| What you need to do |
Scan the listing and work out how many lines contain the word "AtomicBool". Nothing but the number should be given.

Start of Data for this exercise

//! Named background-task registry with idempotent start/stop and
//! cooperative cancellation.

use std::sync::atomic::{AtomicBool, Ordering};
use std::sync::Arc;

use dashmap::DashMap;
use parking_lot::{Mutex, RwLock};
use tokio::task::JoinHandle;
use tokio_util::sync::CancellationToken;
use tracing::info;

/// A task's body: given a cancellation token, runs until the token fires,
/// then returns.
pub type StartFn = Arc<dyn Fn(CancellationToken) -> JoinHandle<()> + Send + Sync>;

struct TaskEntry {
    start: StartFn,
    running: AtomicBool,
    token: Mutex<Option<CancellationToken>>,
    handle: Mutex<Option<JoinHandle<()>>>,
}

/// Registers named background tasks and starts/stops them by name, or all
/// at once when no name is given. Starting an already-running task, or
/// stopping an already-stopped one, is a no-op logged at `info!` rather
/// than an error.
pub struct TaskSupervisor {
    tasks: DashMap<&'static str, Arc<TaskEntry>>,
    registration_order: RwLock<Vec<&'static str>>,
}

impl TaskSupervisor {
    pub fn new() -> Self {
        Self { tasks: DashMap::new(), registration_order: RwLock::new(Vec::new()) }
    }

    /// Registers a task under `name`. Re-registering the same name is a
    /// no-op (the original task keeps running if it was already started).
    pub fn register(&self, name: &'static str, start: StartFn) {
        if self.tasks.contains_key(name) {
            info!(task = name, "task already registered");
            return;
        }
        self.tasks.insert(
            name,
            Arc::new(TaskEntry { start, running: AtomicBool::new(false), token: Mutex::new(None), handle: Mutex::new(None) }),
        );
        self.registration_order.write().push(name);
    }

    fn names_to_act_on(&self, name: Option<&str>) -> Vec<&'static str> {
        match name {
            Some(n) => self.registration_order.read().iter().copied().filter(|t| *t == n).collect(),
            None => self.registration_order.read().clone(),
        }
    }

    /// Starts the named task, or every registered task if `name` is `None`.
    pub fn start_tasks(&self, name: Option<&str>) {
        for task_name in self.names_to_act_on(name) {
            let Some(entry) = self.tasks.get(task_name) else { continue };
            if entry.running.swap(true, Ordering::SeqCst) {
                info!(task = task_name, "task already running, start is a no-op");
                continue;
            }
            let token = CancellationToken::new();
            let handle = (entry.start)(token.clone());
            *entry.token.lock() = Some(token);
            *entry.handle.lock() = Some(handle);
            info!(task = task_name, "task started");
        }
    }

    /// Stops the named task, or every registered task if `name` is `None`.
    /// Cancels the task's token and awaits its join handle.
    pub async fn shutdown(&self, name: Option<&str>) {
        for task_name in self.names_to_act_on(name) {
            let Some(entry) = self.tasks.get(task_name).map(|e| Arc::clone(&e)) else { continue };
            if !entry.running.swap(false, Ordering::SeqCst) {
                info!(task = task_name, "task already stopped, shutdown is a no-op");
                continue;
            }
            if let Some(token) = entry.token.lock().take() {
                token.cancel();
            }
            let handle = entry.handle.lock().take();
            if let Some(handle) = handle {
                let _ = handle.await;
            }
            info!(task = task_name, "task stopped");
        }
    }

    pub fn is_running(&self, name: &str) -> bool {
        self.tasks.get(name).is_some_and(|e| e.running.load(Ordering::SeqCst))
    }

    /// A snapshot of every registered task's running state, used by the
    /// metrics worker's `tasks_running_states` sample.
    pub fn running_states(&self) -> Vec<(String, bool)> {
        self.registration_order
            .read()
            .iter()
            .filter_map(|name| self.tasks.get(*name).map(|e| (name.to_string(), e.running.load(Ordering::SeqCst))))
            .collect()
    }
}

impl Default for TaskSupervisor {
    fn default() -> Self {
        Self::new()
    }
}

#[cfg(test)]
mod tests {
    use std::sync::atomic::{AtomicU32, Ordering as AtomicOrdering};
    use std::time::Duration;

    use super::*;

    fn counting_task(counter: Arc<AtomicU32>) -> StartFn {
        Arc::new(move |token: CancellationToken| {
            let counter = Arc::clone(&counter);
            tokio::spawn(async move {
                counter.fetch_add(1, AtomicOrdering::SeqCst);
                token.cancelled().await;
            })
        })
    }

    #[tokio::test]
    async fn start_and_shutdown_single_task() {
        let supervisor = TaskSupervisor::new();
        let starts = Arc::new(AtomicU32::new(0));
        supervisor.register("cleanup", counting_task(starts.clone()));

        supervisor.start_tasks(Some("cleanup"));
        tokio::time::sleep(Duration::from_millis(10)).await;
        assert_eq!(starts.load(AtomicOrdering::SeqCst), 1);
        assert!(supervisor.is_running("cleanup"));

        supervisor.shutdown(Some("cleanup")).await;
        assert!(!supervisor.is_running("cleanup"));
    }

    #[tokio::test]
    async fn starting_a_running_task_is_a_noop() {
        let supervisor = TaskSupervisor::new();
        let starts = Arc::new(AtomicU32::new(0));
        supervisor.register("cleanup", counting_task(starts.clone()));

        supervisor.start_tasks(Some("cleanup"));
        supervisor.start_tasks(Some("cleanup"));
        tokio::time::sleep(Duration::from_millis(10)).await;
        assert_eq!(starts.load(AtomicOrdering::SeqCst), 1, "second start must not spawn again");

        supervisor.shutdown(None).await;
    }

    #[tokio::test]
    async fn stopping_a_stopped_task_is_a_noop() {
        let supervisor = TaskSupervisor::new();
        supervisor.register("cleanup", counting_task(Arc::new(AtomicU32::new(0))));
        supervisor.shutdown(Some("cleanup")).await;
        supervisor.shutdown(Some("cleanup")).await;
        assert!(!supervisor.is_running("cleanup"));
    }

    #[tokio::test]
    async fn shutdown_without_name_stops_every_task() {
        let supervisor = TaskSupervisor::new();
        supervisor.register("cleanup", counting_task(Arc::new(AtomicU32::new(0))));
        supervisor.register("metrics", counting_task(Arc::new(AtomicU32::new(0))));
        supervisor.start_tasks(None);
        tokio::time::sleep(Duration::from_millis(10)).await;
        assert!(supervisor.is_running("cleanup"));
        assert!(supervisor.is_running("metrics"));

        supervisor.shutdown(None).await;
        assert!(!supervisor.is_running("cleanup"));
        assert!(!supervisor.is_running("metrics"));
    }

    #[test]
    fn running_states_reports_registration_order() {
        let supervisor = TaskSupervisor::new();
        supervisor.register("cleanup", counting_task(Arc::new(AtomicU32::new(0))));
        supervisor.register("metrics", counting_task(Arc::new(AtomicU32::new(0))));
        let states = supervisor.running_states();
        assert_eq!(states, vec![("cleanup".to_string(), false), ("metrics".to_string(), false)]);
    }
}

End of Data for this exercise

| Solution to this exercise |
3